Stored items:
---
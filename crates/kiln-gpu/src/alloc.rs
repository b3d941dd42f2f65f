//! Bump sub-allocation over a fixed-size memory block.
//!
//! `SubAllocator` is pure bookkeeping: it hands out non-overlapping, aligned
//! byte ranges from a single block and never touches Vulkan handles, so the
//! allocation logic is testable without a device. Allocation records live in
//! a stable arena indexed by `SubAlloc::index`; freed records are marked
//! invalid and queued, but their bytes are not reclaimed until a compaction
//! pass runs.
//!
//! The allocator requires external synchronization; the renderer is the only
//! caller and runs on a single thread.

/// Round `offset` up to the next multiple of `alignment`.
///
/// `alignment` must be non-zero. Vulkan alignments are powers of two, but
/// the computation does not rely on that.
#[inline]
pub const fn align_up(offset: u64, alignment: u64) -> u64 {
    let rem = offset % alignment;
    if rem == 0 {
        offset
    } else {
        offset + (alignment - rem)
    }
}

/// Handle to one sub-allocated range.
///
/// Carries a copy of the range so hot paths can avoid the arena lookup;
/// `index` is the authoritative identity used for `free`/validity checks.
#[derive(Clone, Copy, Debug, PartialEq, Eq)]
pub struct SubAlloc {
    /// Index of the record in the owning allocator.
    pub index: u32,
    /// Byte offset of the range within the block.
    pub offset: u64,
    /// Size of the range in bytes.
    pub size: u64,
    /// Alignment the range was allocated with.
    pub alignment: u64,
}

#[derive(Clone, Copy, Debug)]
struct Record {
    offset: u64,
    size: u64,
    live: bool,
}

/// Forward-only bump allocator over one fixed-size block.
#[derive(Debug)]
pub struct SubAllocator {
    block_size: u64,
    cursor: u64,
    records: Vec<Record>,
    /// Indices of freed records, kept for a future compaction pass.
    free_list: Vec<u32>,
}

impl SubAllocator {
    /// Create an allocator over a block of `block_size` bytes.
    pub fn new(block_size: u64) -> Self {
        Self {
            block_size,
            cursor: 0,
            records: Vec::new(),
            free_list: Vec::new(),
        }
    }

    /// Check whether a range of `size` bytes at `alignment` fits.
    ///
    /// Does not mutate allocator state: repeated calls with the same
    /// arguments return the same result until an intervening `allocate`.
    pub fn can_allocate(&self, alignment: u64, size: u64) -> bool {
        let aligned = align_up(self.cursor, alignment);
        // Guard the addition; an absurd size must fail, not wrap.
        match aligned.checked_add(size) {
            Some(end) => end <= self.block_size,
            None => false,
        }
    }

    /// Allocate `size` bytes at `alignment`.
    ///
    /// Returns `None` when the block is exhausted; the caller decides
    /// whether that is fatal. Offsets of live records are never reused.
    pub fn allocate(&mut self, alignment: u64, size: u64) -> Option<SubAlloc> {
        if !self.can_allocate(alignment, size) {
            return None;
        }

        let offset = align_up(self.cursor, alignment);
        self.cursor = offset + size;

        let index = self.records.len() as u32;
        self.records.push(Record {
            offset,
            size,
            live: true,
        });

        Some(SubAlloc {
            index,
            offset,
            size,
            alignment,
        })
    }

    /// Mark an allocation as freed.
    ///
    /// The bytes remain bump-allocated until `pack` reclaims them. Freeing
    /// an unknown or already-freed index is a caller bug and is reported.
    pub fn free(&mut self, index: u32) -> std::result::Result<(), FreeError> {
        let record = self
            .records
            .get_mut(index as usize)
            .ok_or(FreeError::UnknownIndex(index))?;
        if !record.live {
            return Err(FreeError::AlreadyFreed(index));
        }
        record.live = false;
        self.free_list.push(index);
        Ok(())
    }

    /// Compaction hook.
    ///
    /// Physically reclaiming freed ranges would move live allocations and
    /// invalidate every outstanding GPU reference into the block, which
    /// requires a full device drain. The allocator is therefore grow-only:
    /// `pack` only reports how many bytes a compaction pass would recover.
    pub fn pack(&self) -> u64 {
        self.free_list
            .iter()
            .filter_map(|&i| self.records.get(i as usize))
            .map(|r| r.size)
            .sum()
    }

    /// Whether the record at `index` exists and is live.
    pub fn is_live(&self, index: u32) -> bool {
        self.records
            .get(index as usize)
            .is_some_and(|r| r.live)
    }

    /// Total size of the block in bytes.
    pub fn block_size(&self) -> u64 {
        self.block_size
    }

    /// Current bump cursor (bytes consumed, including padding).
    pub fn used(&self) -> u64 {
        self.cursor
    }

    /// Bytes remaining before the bump cursor reaches the block end.
    pub fn remaining(&self) -> u64 {
        self.block_size - self.cursor
    }

    /// Number of live allocations.
    pub fn live_count(&self) -> usize {
        self.records.iter().filter(|r| r.live).count()
    }
}

/// Errors from `SubAllocator::free`.
#[derive(Clone, Copy, Debug, PartialEq, Eq, thiserror::Error)]
pub enum FreeError {
    /// The index does not name any record.
    #[error("unknown allocation index {0}")]
    UnknownIndex(u32),
    /// The record was already freed.
    #[error("allocation {0} already freed")]
    AlreadyFreed(u32),
}

#[cfg(test)]
mod tests {
    use super::*;

    #[test]
    fn align_up_basics() {
        assert_eq!(align_up(0, 16), 0);
        assert_eq!(align_up(1, 16), 16);
        assert_eq!(align_up(16, 16), 16);
        assert_eq!(align_up(17, 16), 32);
        assert_eq!(align_up(100, 16), 112);
    }

    #[test]
    fn allocations_are_aligned_and_disjoint() {
        let mut alloc = SubAllocator::new(4096);
        let sizes = [(16u64, 100u64), (64, 30), (4, 7), (256, 512), (16, 1)];

        let mut ranges: Vec<(u64, u64)> = Vec::new();
        for &(align, size) in &sizes {
            assert!(alloc.can_allocate(align, size));
            let sub = alloc.allocate(align, size).unwrap();
            assert_eq!(sub.offset % align, 0);
            ranges.push((sub.offset, sub.offset + sub.size));
        }

        for (i, &(a_start, a_end)) in ranges.iter().enumerate() {
            for &(b_start, b_end) in &ranges[i + 1..] {
                assert!(a_end <= b_start || b_end <= a_start, "ranges overlap");
            }
        }
    }

    #[test]
    fn can_allocate_is_idempotent() {
        let alloc = SubAllocator::new(256);
        assert!(alloc.can_allocate(16, 100));
        assert!(alloc.can_allocate(16, 100));
        assert_eq!(alloc.used(), 0);
    }

    #[test]
    fn exhaustion_after_padding() {
        // 100 bytes at alignment 16 bumps the cursor to 100; the next
        // 16-aligned offset is 112, and 112 + 200 > 256.
        let mut alloc = SubAllocator::new(256);
        let first = alloc.allocate(16, 100).unwrap();
        assert_eq!(first.offset, 0);
        assert!(!alloc.can_allocate(16, 200));
        assert!(alloc.allocate(16, 200).is_none());
        // A smaller request still fits.
        assert!(alloc.can_allocate(16, 144));
    }

    #[test]
    fn exact_fit_succeeds() {
        let mut alloc = SubAllocator::new(256);
        let sub = alloc.allocate(16, 256).unwrap();
        assert_eq!(sub.offset, 0);
        assert_eq!(alloc.remaining(), 0);
        assert!(!alloc.can_allocate(1, 1));
    }

    #[test]
    fn free_marks_invalid_without_reclaiming() {
        let mut alloc = SubAllocator::new(1024);
        let a = alloc.allocate(16, 512).unwrap();
        alloc.free(a.index).unwrap();
        assert!(!alloc.is_live(a.index));
        // Bump cursor is unchanged; the freed space is not reusable.
        assert_eq!(alloc.used(), 512);
        assert!(!alloc.can_allocate(16, 1024));
        assert_eq!(alloc.pack(), 512);
    }

    #[test]
    fn double_free_is_reported() {
        let mut alloc = SubAllocator::new(64);
        let a = alloc.allocate(4, 8).unwrap();
        alloc.free(a.index).unwrap();
        assert_eq!(alloc.free(a.index), Err(FreeError::AlreadyFreed(a.index)));
        assert_eq!(alloc.free(99), Err(FreeError::UnknownIndex(99)));
    }

    #[test]
    fn offsets_are_never_reused() {
        let mut alloc = SubAllocator::new(1024);
        let a = alloc.allocate(16, 64).unwrap();
        alloc.free(a.index).unwrap();
        let b = alloc.allocate(16, 64).unwrap();
        assert_ne!(a.offset, b.offset);
        assert!(b.offset >= a.offset + a.size);
    }

    #[test]
    fn oversized_request_does_not_wrap() {
        let alloc = SubAllocator::new(256);
        assert!(!alloc.can_allocate(16, u64::MAX));
    }
}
---
:: What needs to be done ::
When you reach the line containing "if rem == 0" in the data above, start copying exactly, and stop after the line containing "pub fn can_allocate(&self, alignment: u64, size: u64)".

:: Solution for this problem ::
    if rem == 0 {
        offset
    } else {
        offset + (alignment - rem)
    }
}

/// Handle to one sub-allocated range.
///
/// Carries a copy of the range so hot paths can avoid the arena lookup;
/// `index` is the authoritative identity used for `free`/validity checks.
#[derive(Clone, Copy, Debug, PartialEq, Eq)]
pub struct SubAlloc {
    /// Index of the record in the owning allocator.
    pub index: u32,
    /// Byte offset of the range within the block.
    pub offset: u64,
    /// Size of the range in bytes.
    pub size: u64,
    /// Alignment the range was allocated with.
    pub alignment: u64,
}

#[derive(Clone, Copy, Debug)]
struct Record {
    offset: u64,
    size: u64,
    live: bool,
}

/// Forward-only bump allocator over one fixed-size block.
#[derive(Debug)]
pub struct SubAllocator {
    block_size: u64,
    cursor: u64,
    records: Vec<Record>,
    /// Indices of freed records, kept for a future compaction pass.
    free_list: Vec<u32>,
}

impl SubAllocator {
    /// Create an allocator over a block of `block_size` bytes.
    pub fn new(block_size: u64) -> Self {
        Self {
            block_size,
            cursor: 0,
            records: Vec::new(),
            free_list: Vec::new(),
        }
    }

    /// Check whether a range of `size` bytes at `alignment` fits.
    ///
    /// Does not mutate allocator state: repeated calls with the same
    /// arguments return the same result until an intervening `allocate`.
    pub fn can_allocate(&self, alignment: u64, size: u64) -> bool {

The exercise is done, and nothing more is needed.